Batch Normalization: Accelerating Deep Network Training by Reducing Internal Covariate Shift
November 4, 2025 | 576 words | 3min read
Paper Title: Batch Normalization: Accelerating Deep Network Training by Reducing Internal Covariate Shift
Link to Paper: https://arxiv.org/abs/1502.03167 1;129B
Date: 11. Feb 2015
Paper Type: Architecture, Learning Techniques, Deep Learnin
Short Abstract: This paper introduces the famous BatchNorm technique, which helps reduce internal covariate shift and thus leads to faster convergence during training and more stable gradients.
1. Introduction
Popular optimization algorithms in deep learning such as Stochastic Gradient Descent (SGD) or Adam have been proven to be very effective in training deep networks.
These optimizers, instead of iterating over the entire training set before performing an update step, use mini-batches. These mini-batches are used to approximate the gradient of the loss function over the full training set.
Using mini-batches has the advantage, compared to using a single example, that parallelism can be exploited and the resulting gradients are more stable. It also has an advantage over using the entire training set as one batch, since such large batch sizes are often not feasible due to memory limitations.
One problem in deep learning is that the input of each layer affects the preceding layers. Because of that, a small change in the last layer can lead to large changes in the earliest layers.
Another problem is covariate shift. Covariate shift occurs when the input distribution of a system changes to a new distribution.
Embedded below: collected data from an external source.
// dag-artifact/src/commands/deploy.rs
//
// USE CASE: Redeploy a stored version (rollback).

use std::path::PathBuf;

use dag_artifact_core::application::deploy_dag_version;
use dag_artifact_core::domain::{ArtifactVersion, DagId};

pub async fn execute(
    project_dir: PathBuf,
    dag_id: DagId,
    version: ArtifactVersion,
) -> anyhow::Result<()> {
    let adapters = super::load_adapters(&project_dir).await?;

    println!("⏪ Deploying '{}' version {}...", dag_id, version);
    let published = deploy_dag_version(
        adapters.repository.as_ref(),
        adapters.dags.as_ref(),
        &dag_id,
        version,
    )
    .await?;

    println!(
        "✨ Deployed '{}' to {}",
        published.deployed_dag_id, published.location
    );
    Ok(())
}
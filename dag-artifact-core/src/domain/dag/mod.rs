// dag-artifact-core/src/domain/dag/mod.rs

pub mod rewrite;
pub mod script;

pub use rewrite::{DeploymentFile, deployment_file, rewrite_dag_id};
pub use script::{DagScript, sha256_hex};

use regex::Regex;
use serde::{Deserialize, Serialize};
use std::fmt;
use std::sync::OnceLock;

use crate::domain::artifact::ArtifactVersion;
use crate::domain::error::DomainError;

const MAX_DAG_ID_LEN: usize = 250;

fn re_dag_id() -> &'static Regex {
    static RE: OnceLock<Regex> = OnceLock::new();
    RE.get_or_init(|| {
        // Airflow's KEY_REGEX
        Regex::new(r"^[A-Za-z0-9_.\-]+$").unwrap_or_else(|_| unreachable!())
    })
}

/// Airflow DAG identifier. Also the artifact name and the stem of every
/// deployment file, hence the strict character set.
#[derive(Debug, Clone, PartialEq, Eq, Hash, Serialize, Deserialize)]
#[serde(try_from = "String", into = "String")]
pub struct DagId(String);

impl DagId {
    pub fn new(raw: impl Into<String>) -> Result<Self, DomainError> {
        let raw = raw.into();
        let valid = !raw.is_empty()
            && raw.len() <= MAX_DAG_ID_LEN
            && re_dag_id().is_match(&raw)
            && !raw.contains("..")
            && !is_relative_path_name(&raw);
        if valid {
            Ok(Self(raw))
        } else {
            Err(DomainError::InvalidDagId(raw))
        }
    }

    pub fn as_str(&self) -> &str {
        &self.0
    }
}

/// `.` (or any dot-only name) resolves to the parent folder once joined to a path.
fn is_relative_path_name(raw: &str) -> bool {
    raw.chars().all(|c| c == '.')
}

impl fmt::Display for DagId {
    fn fmt(&self, f: &mut fmt::Formatter<'_>) -> fmt::Result {
        f.write_str(&self.0)
    }
}

impl std::str::FromStr for DagId {
    type Err = DomainError;

    fn from_str(s: &str) -> Result<Self, Self::Err> {
        Self::new(s)
    }
}

impl TryFrom<String> for DagId {
    type Error = DomainError;

    fn try_from(value: String) -> Result<Self, Self::Error> {
        Self::new(value)
    }
}

impl From<DagId> for String {
    fn from(value: DagId) -> Self {
        value.0
    }
}

/// Which deployed copy of a DAG we are talking about.
#[derive(Debug, Clone, Copy, PartialEq, Eq)]
pub enum DagAlias {
    Latest,
    Version(u32),
}

impl DagAlias {
    pub fn suffix(&self) -> String {
        match self {
            Self::Latest => "_latest".to_string(),
            Self::Version(n) => format!("_v{}", n),
        }
    }

    /// `etl` -> `etl_latest` / `etl_v3`
    pub fn qualify(&self, dag_id: &DagId) -> String {
        format!("{}{}", dag_id, self.suffix())
    }
}

impl From<ArtifactVersion> for DagAlias {
    fn from(version: ArtifactVersion) -> Self {
        match version {
            ArtifactVersion::Latest => Self::Latest,
            ArtifactVersion::Numbered(n) => Self::Version(n),
        }
    }
}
This notion of covariate shift can be extended to parts of a network. Consider the following network:
$$ l = F_2(F_1(u, \theta_1), \theta_2) $$where \(F_1\) and \(F_2\) are arbitrary transformations (e.g., layers in a neural network) and \(\theta_1, \theta_2\) are learnable parameters to minimize the loss function \(l\).
Learning \(\theta_2\) can be viewed as if the input \(x = F_1(u, \theta_1)\) is fed into this subnetwork.
Therefore, the properties of the input distribution that make efficient training possible—such as having the same distribution between training steps—should also apply to the sub-networks. In other words, it is advantageous if we maintain the same distribution throughout the entire neural network, because then \(\theta_2\) does not have to compensate for changes introduced by the first layer.
Fixed distributions have another advantage when using sigmoid functions: when using sigmoid or similar activation functions, very little is learned at the extremes. This can easily happen if the distributions throughout the layers are not consistent, as it can lead to unequal magnitudes of activation changes across layers.
2. Method
Internal covariate shift is the change in the distribution of network activations due to updates of the network parameters during training.
Resolving this issue by stabilizing the distribution can drastically speed up training, particularly for very deep networks.
To address this issue, the authors introduce Batch Normalization (BatchNorm). In BatchNorm, the current batch is used to calculate an approximation of the mean and standard deviation of the training set, which are then used in each layer to normalize and rescale the data. Through this, every layer maintains a more stable and fixed distribution.
To ensure this normalization does not artificially limit the network, two scaling parameters are introduced—one for the mean and one for the standard deviation—which the network can learn during training.

3. Experiment
Experiments were conducted on the MNIST dataset using both feedforward and convolutional neural networks.

Experiments have shown that when BatchNorm is used, dropout can be drastically reduced or even omitted entirely. In addition, higher initial learning rates and stronger decay can be used effectively.
4. Conclusion
BatchNorm works well in practice and significantly reduces training time.